Microsoft announced Wednesday that it has begun clamping down on sham Windows Store apps that try to dupe users into paying for free software.
"Most of the developers behind apps that are found to violate our policies have good intentions and agree to make the necessary changes when notified," said Todd Brix, general manager for the Windows Store, in a blog post yesterday. "Others have been less receptive, causing us to remove more than 1,500 apps as part of this review so far."
The Windows Store is the official source of Windows 8's (and 8.1's) "Modern" (née "Metro") apps -- the touch-based programs designed for tablets and touch-enabled notebooks.
Earlier this year, Brix's team changed the Windows Store app certification process -- the procedure under which apps are admitted to the market -- to require newly submitted programs be clearly named, properly categorized and appropriately identified with an icon. Those modifications were made, said Brix, to "better ensure that apps are named and described in a way that doesn't misrepresent their purpose."
The same requirements have now been extended to apps already in the store.
The timing of Brix's blog post and Microsoft's efforts to cleanse the Windows Store was no coincidence: More than a week ago, the website How-To Geek described its probe of the store in a piece titled "The Windows Store Is a Cesspool of Scams -- Why Doesn't Microsoft Care?"
In the story, How-To Geek pointed out worthless apps, some as expensive as $8.99, that did little more than point users to links for downloading Apple's iTunes (free), Mozilla's Firefox (also free) and VideoLAN's VLC Player (yes, free). The publication also found fake -- and paid -- versions of Adobe's Flash Player, Google's Picasa, King's Candy Crush Saga and Mojang's Minecraft.
How-To Geek blamed Microsoft for the scam-app pollution. "Here's one of the most shocking parts of this. People from Microsoft are actually examining each of these scammy apps, checking their content, and approving them," the site said, pointing out pertinent parts of Microsoft's certification process.
The apps How-To Geek fingered have been removed from the Windows Store -- presumably among the 1,500 that Brix claimed had been bounced out.
How-To Geek's story was widely cited by other websites, blogs and publications last week, reigniting charges that the Windows Store was packed with junk.
Brix offered no explanation of why Microsoft had initially approved the apps that it later removed, but he pledged that his team would continue its crackdown. "We recognize that we have more work to do, but we're on it," Brix said. "We're applying additional resources to speed up the review process and identify more problem apps faster."
A quick look at MetroStore Scanner, which tracks each day's new and updated apps, showed that Brix and his team have their work cut out for them.
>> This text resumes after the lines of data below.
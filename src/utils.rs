//! Common utility functions shared across the codebase.

use std::path::{MAIN_SEPARATOR_STR, is_separator};

/// Lexically clean a path for display.
///
/// Runs of separators collapse into one, `.` segments are dropped and `..`
/// removes the segment before it. A rooted path never climbs above the root; a
/// relative path keeps its leading `..`. An empty result becomes `.`.
///
/// # Examples
///
/// ```
/// use todox::utils::clean_path;
///
/// assert_eq!(clean_path("src//./a/../b.ts"), "src/b.ts");
/// assert_eq!(clean_path("../x/./y"), "../x/y");
/// assert_eq!(clean_path("/../a"), "/a");
/// assert_eq!(clean_path(""), ".");
/// ```
pub fn clean_path(path: &str) -> String {
    let rooted = path.starts_with(is_separator);
    let mut segments: Vec<&str> = Vec::new();

    for segment in path.split(is_separator) {
        match segment {
            "" | "." => {}
            ".." => match segments.last() {
                Some(last) if *last != ".." => {
                    segments.pop();
                }
                _ if !rooted => segments.push(".."),
                _ => {}
            },
            _ => segments.push(segment),
        }
    }

    let joined = segments.join(MAIN_SEPARATOR_STR);
    if rooted {
        format!("{}{}", MAIN_SEPARATOR_STR, joined)
    } else if joined.is_empty() {
        ".".to_string()
    } else {
        joined
    }
}
//! Report formatting and printing utilities.
//!
//! This module provides functions to display issues in cargo-style format.
//! Separate from core logic to allow todox to be used as a library.

use std::io::{self, Write};

use colored::Colorize;
use unicode_width::UnicodeWidthStr;

use super::commands::{CommandResult, CommandSummary, InitSummary};
use crate::config::CONFIG_FILE_NAME;
use crate::issues::{Issue, Report, ReportLocation, Severity, compare_issues};

/// Success mark for consistent output formatting.
pub const SUCCESS_MARK: &str = "\u{2713}"; // ✓

/// Failure mark for consistent output formatting.
pub const FAILURE_MARK: &str = "\u{2718}"; // ✘

/// Print issues in cargo-style format to stdout.
pub fn report(issues: &[Issue]) {
    report_to(issues, &mut io::stdout().lock());
}

/// Print issues to a custom writer.
///
/// Useful for testing or redirecting output.
pub fn report_to<W: Write>(issues: &[Issue], writer: &mut W) {
    if issues.is_empty() {
        return;
    }

    let mut sorted = issues.to_vec();
    sorted.sort_by(compare_issues);

    let max_line_width = calculate_max_line_width(&sorted);

    for issue in &sorted {
        print_issue(issue, writer, max_line_width);
    }

    print_summary(&sorted, writer);
}

/// Print a success message when no issues are found.
pub fn print_success(source_files: usize) {
    print_success_to(source_files, &mut io::stdout().lock());
}

/// Print a success message to a custom writer.
pub fn print_success_to<W: Write>(source_files: usize, writer: &mut W) {
    let _ = writeln!(
        writer,
        "{} {}",
        SUCCESS_MARK.green(),
        format!(
            "Checked {} source {} - no issues found",
            source_files,
            if source_files == 1 { "file" } else { "files" }
        )
        .green()
    );
}

/// Print a warning about files that could not be parsed.
pub fn print_parse_warning(count: usize, verbose: bool) {
    print_parse_warning_to(count, verbose, &mut io::stderr().lock());
}

/// Print a parse warning to a custom writer.
pub fn print_parse_warning_to<W: Write>(count: usize, verbose: bool, writer: &mut W) {
    if count > 0 && !verbose {
        let _ = writeln!(
            writer,
            "{} {} file(s) could not be parsed (use {} for details)",
            "warning:".bold().yellow(),
            count,
            "-v".cyan()
        );
    }
}

pub fn print(result: &CommandResult, verbose: bool) {
    match &result.summary {
        CommandSummary::Check => {
            report(&result.issues);
            if result.issues.is_empty() {
                print_success(result.source_files_checked);
            }
            print_parse_warning(result.parse_error_count, verbose);
        }
        CommandSummary::Init(summary) => print_init(summary),
    }
}

// ============================================================
// Internal Functions
// ============================================================

fn print_issue<W: Write>(issue: &Issue, writer: &mut W, max_line_width: usize) {
    let severity = issue.report_severity();
    let severity_str = match severity {
        Severity::Error => "error".bold().red(),
        Severity::Warning => "warning".bold().yellow(),
    };

    let _ = writeln!(
        writer,
        "{}: {}  {}",
        severity_str,
        issue.message(),
        issue.report_rule().to_string().dimmed().cyan()
    );

    match issue.location() {
        ReportLocation::File { path } => {
            let _ = writeln!(writer, "  {} {}", "-->".blue(), path);
        }
        ReportLocation::Source {
            pos,
            source_line,
            caret_column,
        } => {
            let _ = writeln!(writer, "  {} {}", "-->".blue(), pos);

            if let Some(source_line) = source_line {
                print_source_context(pos.line, caret_column, source_line, severity, writer, max_line_width);
            }
        }
    }

    let _ = writeln!(writer);
}

fn print_source_context<W: Write>(
    line: usize,
    col: usize,
    source_line: &str,
    severity: Severity,
    writer: &mut W,
    max_line_width: usize,
) {
    let caret_char = match severity {
        Severity::Error => "^".red(),
        Severity::Warning => "^".yellow(),
    };

    let _ = writeln!(
        writer,
        "{:>width$} {}",
        "",
        "|".blue(),
        width = max_line_width
    );
    let _ = writeln!(
        writer,
        "{:>width$} {} {}",
        line.to_string().blue(),
        "|".blue(),
        source_line,
        width = max_line_width
    );

    // Caret pointing to the column (col is 1-based)
    let prefix = if col > 1 {
        source_line.chars().take(col - 1).collect::<String>()
    } else {
        String::new()
    };
    let caret_padding = UnicodeWidthStr::width(prefix.as_str());
    let _ = writeln!(
        writer,
        "{:>width$} {} {:>padding$}{}",
        "",
        "|".blue(),
        "",
        caret_char,
        width = max_line_width,
        padding = caret_padding
    );
}

fn print_summary<W: Write>(issues: &[Issue], writer: &mut W) {
    let total_errors = issues
        .iter()
        .filter(|i| i.report_severity() == Severity::Error)
        .count();
    let total_warnings = issues
        .iter()
        .filter(|i| i.report_severity() == Severity::Warning)
        .count();
    let total_problems = total_errors + total_warnings;

    if total_problems > 0 {
        let _ = writeln!(
            writer,
            "{} {} problems ({} {}, {} {})",
            FAILURE_MARK.red(),
            total_problems,
            total_errors,
            if total_errors == 1 { "error" } else { "errors" }.red(),
            total_warnings,
            if total_warnings == 1 {
                "warning"
            } else {
                "warnings"
            }
            .yellow()
        );
    }
}

fn calculate_max_line_width(issues: &[Issue]) -> usize {
    issues
        .iter()
        .filter_map(|i| match i.location() {
            ReportLocation::Source { pos, .. } => Some(pos.line),
            ReportLocation::File { .. } => None,
        })
        .max()
        .map(|n| n.to_string().len())
        .unwrap_or(1)
}

fn print_init(summary: &InitSummary) {
    if summary.created {
        println!(
            "{} {}",
            SUCCESS_MARK.green(),
            format!("Created {}", CONFIG_FILE_NAME).green()
        );
    } else {
        eprintln!(
            "{} {} already exists",
            "error:".bold().red(),
            CONFIG_FILE_NAME
        );
    }
}

// ============================================================
// Tests
// ============================================================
On Tuesday, according to MetroStore Scanner, 12 copies of a free app called KMPlayer -- a media player owned by a Korean TV streaming company -- were published to the Windows Store. However, while the real KMPlayer is available at no charge, the dozen copies -- all using the transparently copycat name of "KM* 5.1 Player," but each with a different icon -- were priced at either $0.99 or $1.99.
The real KMPlayer is currently at Version 3.9.
MetroStore Scanner's tally of the number of apps in the Windows Store was approximately 172,000 as of late Wednesday, meaning that the apps removed so far represented less than 1% of the total in the e-mart.